This is a likely scenario given the fact that the stock market continues to fly high despite the surge of bad news on everything from the falling dollar to the geopolitical rumblings in the Middle East. Last month, the Fed modified its rules so that the banks could provide resources to their off-balance sheets operations (SIVs and conduits). If the Fed is willing to rubber-stamp that type of monkey-business; then why would they mind if the money was stealthily "back-doored" into the stock market via the hedge funds?

This might explain why the hedge funds account for as much as 40 to 50 per cent of all trading on an average day. It also explains why the stock market is overheating.

The charade cannot go on forever. And it won't. Rate cuts do not address the underlying problem which is bad investments. The debts must be accounted for and written off. Nothing else will do. That doesn't mean that Bernanke will suddenly decide to stop savaging the dollar or flushing hundreds of billions of dollars down the investment bank toilet. He probably will. But, eventually, the blow-ups in the housing market will destabilize the financial system and send the banks and over-leveraged hedge funds sprawling. Bernanke's low interest "giveaway" will amount to nothing.


----------



## noirua (13 November 2007)

Slower Growth, tighter credit, continued weakness in housing and a Fed ready to act: http://biz.yahoo.com/ap/071108/bernanke_economy.html


----------



## noirua (9 January 2008)

"Ben Bernanke is performing brain surgery in oven mitts":  http://www.bloggingstocks.com/2008/01/07/ben-bernanke-is-performing-brain-surgery-in-oven-mitts


----------



## noirua (11 January 2008)

"Bernanke says more interest rate cuts may be needed":  http://www.bloomberg.com/apps/news?pid=20601103&sid=agx2yeP4PoUI&refer=news


----------



## ithatheekret (27 January 2008)

The thing that makes Ben and Co . look so stupid is their mouths and this tendency they have to open them , without thinking first . They've spent billions looking for weapons of mass destruction , when they could have found it with a few phone calls and some prudent reading of the globes electric rags .

We should start a bloopers section .

Looking back a little less than a year ago we had some wonderful words of wisdom from the magic men .

Here's but a few :


March 13th , 2007 in MarketWatch article .

Treasury Secretary Henry Paulson said late Tuesday the turmoil in the subprime mortgage market is no surprise given the correction in U.S housing market. Paulson also said the fallout in subprime mortgages is "going to be painful to some lenders, but it is largely contained.” 
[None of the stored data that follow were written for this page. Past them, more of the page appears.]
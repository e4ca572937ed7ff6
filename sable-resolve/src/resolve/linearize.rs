//! Hierarchy linearization.
//!
//! Ancestry in Sable is a DAG with no single root, so there is no one
//! linear method-resolution order. What resolution needs instead is the
//! ancestor closure of a type, a derived-first topological order for
//! deterministic iteration, and path-sensitive reachability: an inherited
//! implementation only counts if some base-edge path reaches its owner
//! without crossing an interface that retracted the signature.

use rustc_hash::{FxHashMap, FxHashSet};
use tracing::trace;

use crate::graph::{DeclGraph, FxIndexSet};
use crate::hir::DefId;

/// The ancestor-interface closure of one type.
#[derive(Debug, Clone)]
pub struct Ancestry {
    /// The type's effective direct interfaces: its own direct bases, or
    /// for a class the direct interfaces of the whole base-class chain.
    roots: Vec<DefId>,
    /// Every reachable ancestor interface, in discovery order.
    set: FxIndexSet<DefId>,
    /// Ancestors in derived-first topological order: an interface always
    /// precedes its own bases.
    order: Vec<DefId>,
}

impl Ancestry {
    /// Compute the closure for `ty` (interface or class). Unknown ids get
    /// an empty ancestry; the builder is where malformed references are
    /// rejected.
    pub fn of(graph: &DeclGraph, ty: DefId) -> Self {
        let roots = graph.direct_interfaces(ty);

        // Breadth-first closure over base edges.
        let mut set: FxIndexSet<DefId> = FxIndexSet::default();
        let mut queue: Vec<DefId> = roots.clone();
        let mut head = 0;
        while head < queue.len() {
            let id = queue[head];
            head += 1;
            if !set.insert(id) {
                continue;
            }
            if let Some(iface) = graph.interface(id) {
                queue.extend(iface.bases.iter().copied());
            }
        }

        let order = topo_order(graph, &set);
        trace!(ty = ty.index(), ancestors = order.len(), "linearized hierarchy");

        Self { roots, set, order }
    }

    /// Whether `id` is an ancestor interface of the type.
    pub fn contains(&self, id: DefId) -> bool {
        self.set.contains(&id)
    }

    /// Ancestors, most derived first.
    pub fn iter(&self) -> impl Iterator<Item = DefId> + '_ {
        self.order.iter().copied()
    }

    /// Number of ancestor interfaces.
    pub fn len(&self) -> usize {
        self.order.len()
    }

    /// Whether the type has no ancestor interfaces.
    pub fn is_empty(&self) -> bool {
        self.order.is_empty()
    }

    /// The ancestors still reachable when traversal may not continue into
    /// any interface in `cut`.
    ///
    /// This is how deimplementation occludes: a record is out of
    /// consideration only when *every* path to its owner crosses a
    /// retracting interface; a clean sibling path keeps it alive.
    pub fn reachable_excluding(
        &self,
        graph: &DeclGraph,
        cut: &FxHashSet<DefId>,
    ) -> FxHashSet<DefId> {
        let mut reachable = FxHashSet::default();
        let mut queue: Vec<DefId> = self
            .roots
            .iter()
            .copied()
            .filter(|id| !cut.contains(id))
            .collect();
        while let Some(id) = queue.pop() {
            if !reachable.insert(id) {
                continue;
            }
            if let Some(iface) = graph.interface(id) {
                queue.extend(
                    iface.bases.iter().copied().filter(|base| !cut.contains(base)),
                );
            }
        }
        reachable
    }
}

/// Kahn's algorithm over the closure subgraph, seeded with the interfaces
/// nothing else in the closure derives from. Ties break on discovery
/// order, so the order is deterministic for a given graph.
fn topo_order(graph: &DeclGraph, set: &FxIndexSet<DefId>) -> Vec<DefId> {
    let mut in_degree: FxHashMap<DefId, usize> =
        set.iter().map(|&id| (id, 0)).collect();
    for &id in set {
        if let Some(iface) = graph.interface(id) {
            for base in &iface.bases {
                if let Some(count) = in_degree.get_mut(base) {
                    *count += 1;
                }
            }
        }
    }

    let mut queue: Vec<DefId> = set
        .iter()
        .copied()
        .filter(|id| in_degree[id] == 0)
        .collect();
    let mut order = Vec::with_capacity(set.len());
    let mut head = 0;
    while head < queue.len() {
        let id = queue[head];
        head += 1;
        order.push(id);
        if let Some(iface) = graph.interface(id) {
            for base in &iface.bases {
                if let Some(count) = in_degree.get_mut(base) {
                    *count -= 1;
                    if *count == 0 {
                        queue.push(*base);
                    }
                }
            }
        }
    }
    order
}
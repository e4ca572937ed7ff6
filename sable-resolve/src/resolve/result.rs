//! Resolution results and bound implementation records.

use crate::hir::{BodyId, DefId, MemberSig};

use super::ambiguity::AmbiguityError;

/// Where a bound implementation record came from.
#[derive(Debug, Clone, Copy, PartialEq, Eq)]
pub enum ImplOrigin {
    /// A default implementation of the owner's own declared slot.
    Declared,
    /// An explicit implementation bound to a named ancestor's slot.
    Explicit {
        /// The interface whose slot the record implements.
        target: DefId,
    },
    /// A class member satisfying the slot structurally.
    ClassMember,
}

/// A resolved implementation record: which declaration owns the body that
/// runs for a (type, signature) pair.
#[derive(Debug, Clone, PartialEq, Eq)]
pub struct BoundImpl {
    /// The interface or class that textually declares the record.
    pub owner: DefId,
    /// How the record binds to the slot.
    pub origin: ImplOrigin,
    /// The body to invoke.
    pub body: BodyId,
    /// The structural signature the record answers for.
    pub sig: MemberSig,
}

impl BoundImpl {
    /// The interface that declares the slot this record fills:
    /// the owner itself for defaults, the named target for explicit
    /// implementations. Class members fill slots structurally and have
    /// no declaring interface.
    pub fn origin_slot(&self) -> Option<DefId> {
        match self.origin {
            ImplOrigin::Declared => Some(self.owner),
            ImplOrigin::Explicit { target } => Some(target),
            ImplOrigin::ClassMember => None,
        }
    }
}

/// Result of resolving a (type, signature) pair.
///
/// Resolution is a pure function of the immutable declaration graph:
/// repeated calls return identical results, and results are invariant
/// under reordering of sibling declarations.
#[derive(Debug, Clone, PartialEq, Eq)]
pub enum ResolutionResult {
    /// Exactly one most specific implementation.
    Unique(BoundImpl),
    /// Two or more incomparable implementations compete for the slot.
    /// Terminal for any type that needs the resolution; never
    /// auto-resolved by priority.
    Ambiguous(AmbiguityError),
    /// No implementation reaches the type; the slot is abstract here.
    /// Legal for non-instantiable types.
    Unimplemented,
}

impl ResolutionResult {
    /// The unique record, if resolution succeeded.
    pub fn unique(&self) -> Option<&BoundImpl> {
        match self {
            ResolutionResult::Unique(record) => Some(record),
            _ => None,
        }
    }

    /// Whether the slot is ambiguous for this type.
    pub fn is_ambiguous(&self) -> bool {
        matches!(self, ResolutionResult::Ambiguous(_))
    }
}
March 26th , 2007 in Reuters article .


Problems in subprime mortgages are not spilling over to the rest of the U.S. housing market, which is in the process of stabilizing, Chicago Federal Reserve President Michael Moskow said Monday.” 



.... and this ones a beauty !


March 28th , 2007 in Associated Press article .


Federal Reserve Chairman Ben Bernanke told Congress on Wednesday that growing troubles in the market for risky mortgages thus far doesn't appear to be spreading to the overall economy but the situation bears close watching. "At this juncture ... the impact on the broader economy and financial markets of the problems in the subprime markets seems likely to be contained," Bernanke said in prepared testimony to Congress' Joint Economic Committee.”


----------



## noirua (15 February 2008)

Federal Reserve Chairman Ben Bernanke has warned that the outlook for the US economy is deteriorating.
He said the housing and credit market turmoil had hit the economy and added that a weak labour market could further undermine consumer spending.
Given the risks facing the economy, Mr Bernanke signalled that additional US interest rate cuts were likely.
The Central Bank began lowering the cost of borrowing in September and cut rates dramatically in January.


----------



## noirua (1 March 2008)

"Dollar falls to 3-year low versus Yen as Fed cites Trade boost":  http://www.bloomberg.com/apps/news?pid=newsarchive&sid=aIkrGtrRh6U0


----------



## sassa (1 March 2008)

Time for a bit of a laugh-

"Good morning. There has been quite some concern about the general economic outlook of America. There also has been quite some concern about the existence of inflation. We will ignore the latter for the time being, at least until Zimbabwenomics is better understood and appreciate by the public. Let’s focus on the general economic outlook, and by that, I mean the stock market.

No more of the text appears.